20/02/2005
Hoje mostrei a carta que o Nathan deixou pra mim, disse que o Bryan tinha encontrado. Dei ela pra minha mãe. Não vou ler, não quero saber o que tinha lá, ou a explicação que ele iria dar. Não tem justificativa, porque ele não me falou? Ele era meu irmão e sabia de tudo que doía aqui dentro de mim. Porque ele não se importou? Porque ele simplesmente quis desistir?
Eu sei que minha mãe nunca foi a melhor mãe do mundo,e que ela nunca fez o que uma mãe faz com seu filho. Mas ele tinha a mim,e mesmo assim não se importou. Minha mãe chorou quando a entreguei a carta. Hoje decidi me divertir, fui pra boate com o Bryan, decidi guardar toda essa dor, sufocá-la ao Maximo, como quando meu pai também foi embora. Todos um dia se vão não é? Então porque me preocupar, eu também irei um dia.

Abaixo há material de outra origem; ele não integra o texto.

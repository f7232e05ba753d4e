//! Rebuilding documents from stored rows.
//!
//! Reads favour availability: a row whose metadata cannot be parsed is still
//! returned, with empty metadata, and the parse failure is kept on the result
//! so that listing code can report it.

use serde_json::Value;

use crate::types::{Document, Metadata, StoredRow};

/// A document rebuilt from a row, plus the metadata parse failure if any.
#[derive(Debug, Clone)]
pub struct Reconstructed {
    pub document: Document,
    pub metadata_error: Option<String>,
}

impl Reconstructed {
    pub fn is_malformed(&self) -> bool {
        self.metadata_error.is_some()
    }
}

/// Turn a stored row into a document.
///
/// `metadata["id"]` is always overwritten with the row id, so the returned id
/// matches the storage key whatever the metadata says.
pub fn reconstruct(row: StoredRow) -> Reconstructed {
    let (mut metadata, metadata_error) = match parse_metadata(row.metadata.as_deref()) {
        Ok(map) => (map, None),
        Err(reason) => (Metadata::new(), Some(reason)),
    };
    metadata.insert(crate::types::ID_KEY.to_string(), Value::String(row.id));

    Reconstructed {
        document: Document::with_metadata(row.content, metadata),
        metadata_error,
    }
}

fn parse_metadata(raw: Option<&str>) -> Result<Metadata, String> {
    let raw = raw.ok_or_else(|| "metadata column is NULL".to_string())?;
    match serde_json::from_str::<Value>(raw) {
        Ok(Value::Object(map)) => Ok(map),
        Ok(other) => Err(format!("metadata is not an object: {}", kind(&other))),
        Err(e) => Err(e.to_string()),
    }
}

fn kind(value: &Value) -> &'static str {
    match value {
        Value::Null => "null",
        Value::Bool(_) => "bool",
        Value::Number(_) => "number",
        Value::String(_) => "string",
        Value::Array(_) => "array",
        Value::Object(_) => "object",
    }
}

O Bryan me beijou, agi como não ligasse como se ele fosse apenas um garoto qualquer. Mas na verdade foi bom, foi algo que me fez esquecer tudo por alguns minutos. Amanha não vou agir como uma garota que o beijou, vou agir naturalmente como sempre agir, e fingir que ainda o odeio mais que antes!
Boa noite querido amigo otário..Amanhã será bem longo o dia!
Nada havia melhorado. Karolyne ainda estava abalada com a morte do seu irmão. Quando acordou, não conseguiu se conter e simplesmente chorou, chorou até não aguentar mais. Passou a manhã toda no quarto se sentindo sozinha como se não tivesse ninguem para ajuda-la.
- Kah
Karolyne teve um susto mas se cobriu fingindo que estava dormindo. A porta foi se abrindo lentamente.
- Vamos acorde, sei que nem está dormindo na verdade
- Não é da sua conta Bryan – Falou continuando de olhos fechados
- Vai kah - Falou ele sentando-se na cama e balançando seus pés - Por favor. sim?
- Somos amigos agora? – Disse Karolyne sentando e se afastando dele
- E não eramos antes?
- Nunca fomos nada. É só porque meu irmão decidiu morrer, isso logo vai passar. Devia parar de tentar ser legal ou se importar comigo certo? – Falou ela levantando – Eu estou bem
- Não parece
- tchau Bryan – Ela saiu do quarto o deixando sozinho e sem palavras.